Макракис была небезразлична судьба института, ведь своей счастливой жизнью она во многом была обязана ему. Через год работы в Рэдклиффе Лили устроилась в католический женский колледж Регис в Уэстоне. Временная работа перетекла в постоянную. Макракис поняла, что ей нравится преподавать, и проработала в Регисе сорок лет. Затем она стала деканом Греческого колледжа Святого Креста, небольшого православного учебного заведения с семинарией в Бруклине. Когда мы с ней познакомилась, она уже была заслуженным профессором, а еще бабушкой.
За наш разговор она несколько раз повторила, что Институт был чрезвычайно важен для таких девушек, как она: для тех, кто скорее промолчит, чем попросит. Она удивлялась тому, какой застенчивой была раньше и как много всего терпела. «Не сказать, что я была бойцом, — призналась Макракис. — Институт помог мне начать требовать от жизни большего, благодаря ему я не побоялась сложной работы и повысила ставку на 40 %, когда меня пригласили работать деканом в Греческий колледж»655. Институт изменил Лили.

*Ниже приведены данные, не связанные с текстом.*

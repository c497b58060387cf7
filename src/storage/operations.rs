//! Storage operations
//!
//! Create, rename and delete for documents and folders. Every path argument
//! is resolved through the storage root before the filesystem is touched.

use log::{error, info, warn};
use std::io::ErrorKind;
use std::time::Duration;
use tokio::fs;

use crate::error::StorageError;
use crate::storage::filesystem::{create_directory, entry_exists};
use crate::storage::results::{CreateResult, DeleteResult, RenameResult};
use crate::storage::validation::{
    StorageRoot, extension_of, join_relative, parent_relative, sanitize_name, sanitize_title,
};

const MAX_RETRIES: u64 = 3;

/// Creates (or overwrites) a text document in `folder`.
///
/// The title is sanitized into a file name; `.txt` is appended when it
/// carries no extension. Missing folders are created.
pub async fn create_file(
    root: &StorageRoot,
    folder: &str,
    title: &str,
    body: &str,
) -> Result<CreateResult, StorageError> {
    if title.trim().is_empty() || body.is_empty() {
        return Err(StorageError::EmptyInput(
            "Title and details are required".into(),
        ));
    }

    let mut filename = sanitize_title(title)
        .ok_or_else(|| StorageError::InvalidPath(title.to_string()))?;
    if extension_of(&filename).is_none() {
        filename.push_str(".txt");
    }

    let folder_path = root.resolve(folder)?;
    let relative_path = join_relative(folder, &filename);
    let file_path = root.resolve(&relative_path)?;

    create_directory(&folder_path)
        .await
        .map_err(|e| StorageError::from_io(e, folder))?;

    if let Err(e) = fs::write(&file_path, body).await {
        error!("Failed to create file {} (real: {}): {}", relative_path, file_path.display(), e);
        return Err(StorageError::from_io(e, &relative_path));
    }

    info!("Created file {} ({} bytes)", relative_path, body.len());

    Ok(CreateResult {
        relative_path,
        parent: folder.trim_matches('/').to_string(),
    })
}

/// Creates a folder named `name` inside `parent`.
///
/// Fails with `Conflict` when any entry of that name already exists.
pub async fn create_folder(
    root: &StorageRoot,
    parent: &str,
    name: &str,
) -> Result<CreateResult, StorageError> {
    if name.trim().is_empty() {
        return Err(StorageError::EmptyInput("Folder name is required".into()));
    }
    let name = sanitize_name(name).ok_or_else(|| StorageError::InvalidPath(name.to_string()))?;

    root.resolve(parent)?;
    let relative_path = join_relative(parent, &name);
    let folder_path = root.resolve(&relative_path)?;

    if entry_exists(&folder_path)
        .await
        .map_err(|e| StorageError::from_io(e, &relative_path))?
    {
        return Err(StorageError::Conflict(relative_path));
    }

    create_directory(&folder_path)
        .await
        .map_err(|e| StorageError::from_io(e, &relative_path))?;

    info!("Created folder {} (real: {})", relative_path, folder_path.display());

    Ok(CreateResult {
        relative_path,
        parent: parent.trim_matches('/').to_string(),
    })
}

/// Creates a top-level folder.
pub async fn create_semester(root: &StorageRoot, name: &str) -> Result<CreateResult, StorageError> {
    create_folder(root, "", name).await
}

/// Renames `previous` (relative to `folder`) to `new_name`, then optionally
/// rewrites the file content with `details`.
///
/// The original extension is kept when `new_name` omits one. An existing
/// destination is never overwritten.
pub async fn rename_entry(
    root: &StorageRoot,
    folder: &str,
    previous: &str,
    new_name: &str,
    details: Option<&str>,
) -> Result<RenameResult, StorageError> {
    if previous.trim().is_empty() || new_name.trim().is_empty() {
        return Err(StorageError::EmptyInput(
            "Current and new names are required".into(),
        ));
    }

    let source_rel = join_relative(folder, previous.trim_matches('/'));
    if source_rel.is_empty() {
        return Err(StorageError::InvalidPath(previous.to_string()));
    }
    let source_path = root.resolve(&source_rel)?;

    let source_meta = fs::metadata(&source_path)
        .await
        .map_err(|e| StorageError::from_io(e, &source_rel))?;
    if source_meta.is_dir() && details.is_some() {
        return Err(StorageError::IsADirectory(source_rel));
    }

    let mut target_name =
        sanitize_name(new_name).ok_or_else(|| StorageError::InvalidPath(new_name.to_string()))?;
    if source_meta.is_file() && extension_of(&target_name).is_none() {
        if let Some(ext) = extension_of(previous) {
            target_name = format!("{}.{}", target_name, ext);
        }
    }

    let parent = parent_relative(&source_rel).to_string();
    let target_rel = join_relative(&parent, &target_name);
    let target_path = root.resolve(&target_rel)?;

    let renamed = target_path != source_path;
    if renamed {
        if entry_exists(&target_path)
            .await
            .map_err(|e| StorageError::from_io(e, &target_rel))?
        {
            return Err(StorageError::Conflict(target_rel));
        }

        if let Err(e) = fs::rename(&source_path, &target_path).await {
            error!("Failed to rename {} to {}: {}", source_rel, target_rel, e);
            let kind = e.kind();
            return Err(match kind {
                ErrorKind::NotFound => StorageError::NotFound(source_rel),
                _ => StorageError::from_io(e, &target_rel),
            });
        }

        info!("Renamed {} to {}", source_rel, target_rel);
    }

    let mut rewritten = false;
    if let Some(content) = details {
        fs::write(&target_path, content)
            .await
            .map_err(|e| StorageError::from_io(e, &target_rel))?;
        rewritten = true;
        info!("Rewrote {} ({} bytes)", target_rel, content.len());
    }

    Ok(RenameResult {
        relative_path: target_rel,
        parent,
        renamed,
        rewritten,
    })
}

/// Deletes a file, or a folder together with everything beneath it.
pub async fn delete_entry(root: &StorageRoot, relative: &str) -> Result<DeleteResult, StorageError> {
    let relative = relative.trim_matches('/');
    if relative.is_empty() {
        return Err(StorageError::InvalidPath("cannot delete the storage root".into()));
    }

    let target = root.resolve(relative)?;
    if target == root.path() {
        return Err(StorageError::InvalidPath(relative.to_string()));
    }

    let meta = fs::metadata(&target)
        .await
        .map_err(|e| StorageError::from_io(e, relative))?;
    let was_directory = meta.is_dir();

    // Delete with retries for permission issues
    for attempt in 1..=MAX_RETRIES {
        let outcome = if was_directory {
            fs::remove_dir_all(&target).await
        } else {
            fs::remove_file(&target).await
        };

        match outcome {
            Ok(()) => {
                info!(
                    "Deleted {} {} (real: {})",
                    if was_directory { "folder" } else { "file" },
                    relative,
                    target.display()
                );
                return Ok(DeleteResult {
                    relative_path: relative.to_string(),
                    was_directory,
                });
            }
            Err(e) if attempt < MAX_RETRIES && e.kind() == ErrorKind::PermissionDenied => {
                warn!("Delete of {} denied (attempt {}), retrying", relative, attempt);
                tokio::time::sleep(Duration::from_millis(100 * attempt)).await;
            }
            Err(e) => {
                error!("Failed to delete {} (real: {}): {}", relative, target.display(), e);
                return Err(StorageError::from_io(e, relative));
            }
        }
    }

    Err(StorageError::PermissionDenied(relative.to_string()))
}

#[cfg(test)]
mod tests {
    use super::*;
    use tempfile::TempDir;

    fn root() -> (TempDir, StorageRoot) {
        let dir = TempDir::new().unwrap();
        let root = StorageRoot::open(dir.path()).unwrap();
        (dir, root)
    }

    #[tokio::test]
    async fn create_file_appends_txt_and_writes_body() {
        let (_dir, root) = root();
        let created = create_file(&root, "sem1", "Week 1 notes", "hello").await.unwrap();

        assert_eq!(created.relative_path, "sem1/Week_1_notes.txt");
        assert_eq!(created.parent, "sem1");
        let body = fs::read_to_string(root.resolve("sem1/Week_1_notes.txt").unwrap())
            .await
            .unwrap();
        assert_eq!(body, "hello");
    }

    #[tokio::test]
    async fn create_file_keeps_given_extension_and_overwrites() {
        let (_dir, root) = root();
        create_file(&root, "", "readme.md", "# one").await.unwrap();
        let created = create_file(&root, "", "readme.md", "# two").await.unwrap();

        assert_eq!(created.relative_path, "readme.md");
        let body = fs::read_to_string(root.resolve("readme.md").unwrap()).await.unwrap();
        assert_eq!(body, "# two");
    }

    #[tokio::test]
    async fn create_file_requires_title_and_body() {
        let (_dir, root) = root();
        assert!(matches!(
            create_file(&root, "", "", "body").await,
            Err(StorageError::EmptyInput(_))
        ));
        assert!(matches!(
            create_file(&root, "", "title", "").await,
            Err(StorageError::EmptyInput(_))
        ));
    }

    #[tokio::test]
    async fn create_file_rejects_traversing_folder() {
        let (_dir, root) = root();
        assert!(matches!(
            create_file(&root, "../outside", "x", "y").await,
            Err(StorageError::InvalidPath(_))
        ));
    }

    #[tokio::test]
    async fn create_folder_twice_conflicts() {
        let (_dir, root) = root();
        create_folder(&root, "sem1", "notes").await.unwrap();
        assert!(matches!(
            create_folder(&root, "sem1", "notes").await,
            Err(StorageError::Conflict(p)) if p == "sem1/notes"
        ));
    }

    #[tokio::test]
    async fn create_semester_sanitizes_name() {
        let (_dir, root) = root();
        let created = create_semester(&root, "Fall 2024!").await.unwrap();
        assert_eq!(created.relative_path, "Fall2024");
        assert!(root.resolve("Fall2024").unwrap().is_dir());
    }

    #[tokio::test]
    async fn create_folder_rejects_dot_names() {
        let (_dir, root) = root();
        assert!(matches!(
            create_folder(&root, "", "..").await,
            Err(StorageError::InvalidPath(_))
        ));
    }

    #[tokio::test]
    async fn rename_preserves_extension() {
        let (_dir, root) = root();
        fs::write(root.resolve("report.txt").unwrap(), "draft").await.unwrap();

        let renamed = rename_entry(&root, "", "report.txt", "final", None).await.unwrap();

        assert_eq!(renamed.relative_path, "final.txt");
        assert!(renamed.renamed);
        assert!(root.resolve("final.txt").unwrap().exists());
        assert!(!root.resolve("report.txt").unwrap().exists());
    }

    #[tokio::test]
    async fn rename_refuses_to_overwrite() {
        let (_dir, root) = root();
        fs::write(root.resolve("a.txt").unwrap(), "a").await.unwrap();
        fs::write(root.resolve("b.txt").unwrap(), "b").await.unwrap();

        assert!(matches!(
            rename_entry(&root, "", "a.txt", "b", None).await,
            Err(StorageError::Conflict(_))
        ));
        let body = fs::read_to_string(root.resolve("b.txt").unwrap()).await.unwrap();
        assert_eq!(body, "b");
    }

    #[tokio::test]
    async fn rename_missing_source_is_not_found() {
        let (_dir, root) = root();
        assert!(matches!(
            rename_entry(&root, "", "ghost.txt", "other", None).await,
            Err(StorageError::NotFound(_))
        ));
    }

    #[tokio::test]
    async fn rename_within_nested_folder_stays_there() {
        let (_dir, root) = root();
        create_folder(&root, "", "sem1").await.unwrap();
        fs::write(root.resolve("sem1/a.md").unwrap(), "x").await.unwrap();

        let renamed = rename_entry(&root, "sem1", "a.md", "b", None).await.unwrap();
        assert_eq!(renamed.relative_path, "sem1/b.md");
        assert_eq!(renamed.parent, "sem1");
    }

    #[tokio::test]
    async fn same_name_with_details_rewrites_in_place() {
        let (_dir, root) = root();
        fs::write(root.resolve("a.txt").unwrap(), "old").await.unwrap();

        let result = rename_entry(&root, "", "a.txt", "a.txt", Some("new")).await.unwrap();
        assert!(!result.renamed);
        assert!(result.rewritten);
        let body = fs::read_to_string(root.resolve("a.txt").unwrap()).await.unwrap();
        assert_eq!(body, "new");
    }

    #[tokio::test]
    async fn folder_with_details_is_left_untouched() {
        let (_dir, root) = root();
        create_folder(&root, "", "sem1").await.unwrap();

        assert!(matches!(
            rename_entry(&root, "", "sem1", "sem2", Some("x")).await,
            Err(StorageError::IsADirectory(p)) if p == "sem1"
        ));
        assert!(root.resolve("sem1").unwrap().is_dir());
        assert!(!root.resolve("sem2").unwrap().exists());
    }

    #[tokio::test]
    async fn blank_names_are_missing_input() {
        let (_dir, root) = root();
        fs::write(root.resolve("a.txt").unwrap(), "a").await.unwrap();

        assert!(matches!(
            create_folder(&root, "", "  ").await,
            Err(StorageError::EmptyInput(_))
        ));
        assert!(matches!(create_semester(&root, "").await, Err(StorageError::EmptyInput(_))));
        assert!(matches!(
            rename_entry(&root, "", "a.txt", "", None).await,
            Err(StorageError::EmptyInput(_))
        ));
        assert!(matches!(
            rename_entry(&root, "", "", "b", None).await,
            Err(StorageError::EmptyInput(_))
        ));
    }

    #[tokio::test]
    async fn rename_target_cannot_escape() {
        let (_dir, root) = root();
        fs::write(root.resolve("a.txt").unwrap(), "a").await.unwrap();
        let renamed = rename_entry(&root, "", "a.txt", "../../b.txt", None).await.unwrap();
        assert_eq!(renamed.relative_path, "....b.txt");
    }

    #[tokio::test]
    async fn delete_directory_is_recursive() {
        let (_dir, root) = root();
        create_folder(&root, "", "sem1").await.unwrap();
        create_file(&root, "sem1/notes", "a", "body").await.unwrap();

        let deleted = delete_entry(&root, "sem1").await.unwrap();
        assert!(deleted.was_directory);
        assert!(!root.resolve("sem1").unwrap().exists());
    }

    #[tokio::test]
    async fn delete_missing_is_not_found() {
        let (_dir, root) = root();
        assert!(matches!(
            delete_entry(&root, "nope.txt").await,
            Err(StorageError::NotFound(_))
        ));
    }

    #[tokio::test]
    async fn delete_refuses_root_and_traversal() {
        let (_dir, root) = root();
        assert!(matches!(delete_entry(&root, "").await, Err(StorageError::InvalidPath(_))));
        assert!(matches!(delete_entry(&root, "a/..").await, Err(StorageError::InvalidPath(_))));
        assert!(matches!(
            delete_entry(&root, "../x").await,
            Err(StorageError::InvalidPath(_))
        ));
    }
}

Однако она сомневалась в том, что мир сильно изменился. «Думаю, нам стоит больше говорить о мужчинах, — сказала Макракис, рассуждая на тему гендерного равенства. — Иными словами, как найти хороших мужчин, которые примут тебя такой, какая ты есть?»
«Отличный вопрос!» — ответила я, вспомнив о личных проблемах в этой сфере.
«Дело в том, что я не знаю, — продолжила она. — Мужчины пока сами не уверены в том, стоит ли им нас принимать. Это уж точно».
Да и я не уверена.
Я начала работать над книгой весной 2016 года, в последние нервные дни президентской кампании. Приступила к написанию поздней осенью того же года и в процессе следила за выборами Трампа — мужчины, которого неоднократно обвиняли в посягательствах сексуального характера. Я была в Вашингтоне во время инаугурации: воспользовалась зимними каникулами и поехала изучать архивы по американскому искусству в Смитсоновский институт. Там я с головой ушла в изучение историй Марианны Пинеда и Барбары Свон. Путь к архивам занимал минут двадцать, и по дороге я видела и скопления патриотически настроенных граждан, и протестные плакаты. На улице я слышала много споров.
Через день после инаугурации я закончила исследовать архивы и присоединилась к шествию в Вашингтоне вместе с еще 200 тысячами людей, которые участвовали в первом Женском марше. Было одновременно и странно, и волнующе. С одной стороны, казалось очевидным, что из-за расы, класса и сексуальной ориентации идея всеобщего сестринства утопична. С другой, я никогда не видела столько людей, которых волновали, пусть и поверхностно, права женщин. Я не могла не думать о женских маршах, я читала о них, пока занималась исследованием: в Нью-Йорке, в Сан-Франциско и здесь, в Вашингтоне. Казалось, время схлопывается.
Три года меня не покидало это ощущение. По работе я изучала сексизм в прошлом и видела сексизм в настоящем, и мне все казалось, что я смотрю на одно и то же. Я писала о том, как Эквиваленты проводили поэтические мастер-классы и организовывали школы творчества в мире мужчин, и параллельно читала твиты о харассменте на работе по тэгу #МеТоо. Я читала о том, что замужние женщины и матери подвергались домашнему насилию и страдали от депрессии, и одновременно слушала, как такие «признанные интеллектуалы», как Джордан Петерсон, защищали идею «принудительной моногамии», а самопровозглашенные инцелы (от involuntary celibates, то есть невольно воздерживающиеся от секса) активно выступали против женской сексуальной свободы. Я редактировала главу о радикальном феминизме в те дни, когда в некоторых штатах ограничили доступ к абортам, а законность абортов, признанную в 1970-х решением по делу «Роу против Уэйда», поставили под сомнение.
Когда я вижу сходство между событиями, происходящими сейчас и семьдесят лет назад, я задаю себе вопро: а так ли многое изменилось со времен основания Института? Без сомнения, сейчас меньше дискриминации на работе и меньше домашнего насилия в сравнении с 1950-ми и 1960-ми годами — по крайней мере, если мы говорим о белых женщинах из среднего и высшего класса. Формальное равенство, прописанное в Конституции, играют роль: например, если женщина теряет работу из-за беременности, она может подать на компанию в суд (когда Фридан осталась без работы, юридических оснований, чтобы подать иск, не было). Но судебные тяжбы стоят дорого и нередко проигрываются. Иногда кажется, что риски слишком велики и не стоят того.